Divesting themselves of their overabundance

Celebrating the 100th Birthday of Clarence Jordan: The Man Who Inspired the Fullers’ Affordable Housing Movement

By , 08/12/2012  9:20 am

 

Clarence Jordan (July 29, 1912 – Oct. 29, 1969) would have turned 100 recently. A farmer with a degree in agriculture from the University of Georgia and a Doctorate in New Testament Greek, Jordan was a widely admired scholar and preacher.

In 1942, Clarence and his wife Florence, along with Martin and Mabel England, purchased a farm near Americus, Ga., and named it Koinonia, from the Greek word meaning community or fellowship. The farm was to challenge the deeply entrenched segregation in the South by becoming an integrated intentional Christian community that was a “demonstration plot for the kingdom of God.”

This radical effort went largely unnoticed by the local citizens of Sumter County until the court ordered desegregation of schools began in the early 1950s. But the community that farmed together and had whites and African Americans sharing meals together was seen as a threat and the Ku Klux Klan took notice. Koinonia suffered property damage, shootings and bombings. The Jordans and Koinonians were excommunicated from the Baptist church they attended, and crosses were burned on the Farm.

Sumter County residents imposed a complete economic boycott on Koinonia, hoping to shut it down. Koinonia decided to shift their efforts to a federally protected postal service mail-order pecan business, appealing to supportive individuals and churches around country “Help us ship the nuts out of Georgia.”

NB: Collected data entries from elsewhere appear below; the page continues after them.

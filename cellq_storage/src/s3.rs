//! S3-compatible object storage.

use crate::Storage;
use aws_config::BehaviorVersion;
use aws_sdk_s3::Client as S3Client;
use aws_sdk_s3::config::{Credentials, Region};
use aws_sdk_s3::error::DisplayErrorContext;
use aws_sdk_s3::operation::get_object::GetObjectError;
use aws_sdk_s3::primitives::ByteStream;
use cellq_core::settings::StorageSettings;
use cellq_core::{CellqError, Result};
use tracing::{debug, info};

/// Object storage in one S3 bucket.
///
/// Reads share a client. Every write builds its own client from the shared
/// configuration, so no writer outlives the operation it was made for;
/// idle connections get closed by the endpoint during long computations.
pub struct S3Storage {
    config: aws_sdk_s3::Config,
    bucket: String,
    reader: S3Client,
}

impl S3Storage {
    pub async fn connect(settings: &StorageSettings) -> Self {
        let credentials = Credentials::new(
            &settings.access_key,
            &settings.secret_key,
            None,
            None,
            "cellq-settings",
        );
        let shared = aws_config::defaults(BehaviorVersion::latest())
            .region(Region::new(settings.region.clone()))
            .endpoint_url(&settings.endpoint)
            .credentials_provider(credentials)
            .load()
            .await;
        let config = aws_sdk_s3::config::Builder::from(&shared)
            .force_path_style(true)
            .build();

        info!(
            endpoint = %settings.endpoint,
            bucket = %settings.bucket,
            "Object storage configured"
        );

        Self {
            reader: S3Client::from_conf(config.clone()),
            config,
            bucket: settings.bucket.clone(),
        }
    }

    pub fn bucket(&self) -> &str {
        &self.bucket
    }

    fn writer(&self) -> S3Client {
        S3Client::from_conf(self.config.clone())
    }
}

impl Storage for S3Storage {
    async fn get(&self, key: &str) -> Result<Vec<u8>> {
        debug!(bucket = %self.bucket, key = %key, "Downloading object");

        let response = self
            .reader
            .get_object()
            .bucket(&self.bucket)
            .key(key)
            .send()
            .await
            .map_err(|err| match err.into_service_error() {
                GetObjectError::NoSuchKey(_) => CellqError::ObjectNotFound(key.to_string()),
                other => CellqError::Storage(format!(
                    "Failed to download {} from bucket {}: {}",
                    key,
                    self.bucket,
                    DisplayErrorContext(&other)
                )),
            })?;

        let body = response.body.collect().await.map_err(|err| {
            CellqError::Storage(format!("Failed to read object body for {}: {}", key, err))
        })?;

        Ok(body.into_bytes().to_vec())
    }

    async fn put(&self, key: &str, body: Vec<u8>, content_type: &str) -> Result<()> {
        debug!(bucket = %self.bucket, key = %key, bytes = body.len(), "Uploading object");

        self.writer()
            .put_object()
            .bucket(&self.bucket)
            .key(key)
            .body(ByteStream::from(body))
            .content_type(content_type)
            .send()
            .await
            .map_err(|err| {
                CellqError::Storage(format!(
                    "Failed to upload {} to bucket {}: {}",
                    key,
                    self.bucket,
                    DisplayErrorContext(&err)
                ))
            })?;

        Ok(())
    }
}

The Farm survived the boycott and became the spiritual birthplace of some big ideas.

Known for his humor, Jordan translated much of the Greek New Testament into his “Cotton Patch Gospel,” changing the geographical locations of the story to 20th century southern Georgia locals and incorporating the distinctly Southern vernacular. Actor Tom Key along with Harry Chapin turned the “Cotton Patch Gospel” into a successful off-Broadway hit musical which won many awards and continues to be one of the most often performed play by churches, schools and theater groups around the nation.

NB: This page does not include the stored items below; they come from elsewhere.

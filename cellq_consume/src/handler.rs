use cellq_core::{Job, JobKind, JobStage, OutputRefs, Result};
use std::future::Future;
use tracing::{debug, warn};

/// Maps a job to its computation and the staging around it
pub trait Handler: Send + Sync {
    /// The kind of jobs this handler serves
    fn kind(&self) -> JobKind;

    /// Run the job and return the storage keys of its outputs.
    ///
    /// A `CellqError::Job` is reported to the submitter as is; any other
    /// error is reported without details. On success the job must have
    /// advanced to `JobStage::OutputsStaged`.
    fn handle<'a>(
        &'a self,
        job: &'a Job,
        progress: &'a mut Progress,
    ) -> impl Future<Output = Result<OutputRefs>> + Send + 'a;
}

/// Tracks and logs the stage of one job
#[derive(Debug)]
pub struct Progress {
    job_id: String,
    stage: JobStage,
}

impl Progress {
    pub fn received(job_id: impl ToString) -> Self {
        let job_id = job_id.to_string();
        debug!(job_id = %job_id, stage = %JobStage::Received, "Job received");
        Self {
            job_id,
            stage: JobStage::Received,
        }
    }

    pub fn stage(&self) -> JobStage {
        self.stage
    }

    pub fn advance(&mut self, next: JobStage) {
        if !self.stage.can_advance_to(next) {
            warn!(job_id = %self.job_id, from = %self.stage, to = %next, "Unexpected stage change");
        }
        self.stage = next;
        debug!(job_id = %self.job_id, stage = %next, "Job advanced");
    }
}
//! `cellq_storage` provides object storage access for cellq workers.
//!
//! The `Storage` trait abstracts the object store, `S3Storage` implements it
//! for S3-compatible endpoints, and `StagingArea` moves objects between the
//! store and a scoped local directory for the duration of one job.

mod s3;
mod staging;
mod storage;

pub use s3::S3Storage;
pub use staging::StagingArea;
pub use storage::Storage;

pub mod prelude {
    pub use crate::{S3Storage, StagingArea, Storage};
}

It is hard to overstate the importance of Clarence Jordan to the modern affordable housing movement.

Jordan’s thinking was molded and nurtured during his time studying at Southern Baptist Theological Seminary in Louisville, Ky. Clarence and some of his maverick classmates such as Henlee Barnett, Carlyle Marney, Frank Stagg, Wayne Oates were introduced to the Walter Raushenbush and the Social Gospel Movement. The students engaged in experiments such as Union Street Gospel Mission attempting to help the poor, integrate races, and by living in intentional Christian community. They tried to model their efforts on the early Christian community as reported in the second chapter of Acts.

It was at Southern Baptist Seminary in the 1930s that Clarence Jordan first came up with the “Fund for Humanity” concept. It’s the model for how The Fuller Center uses mortgage payments from homeowners’ zero-interest loans to help fund housing for others in need.

Clarence Jordan has often been remembered for saying, “What the poor need is not charity but capital, not caseworkers but co-workers.” But he followed this with a challenging sentence that most people don’t hear: “And what the rich need is a wise, honorable and just way of divesting themselves of their overabundance.” Jordan thought the Fund for Humanity would solve both of those needs.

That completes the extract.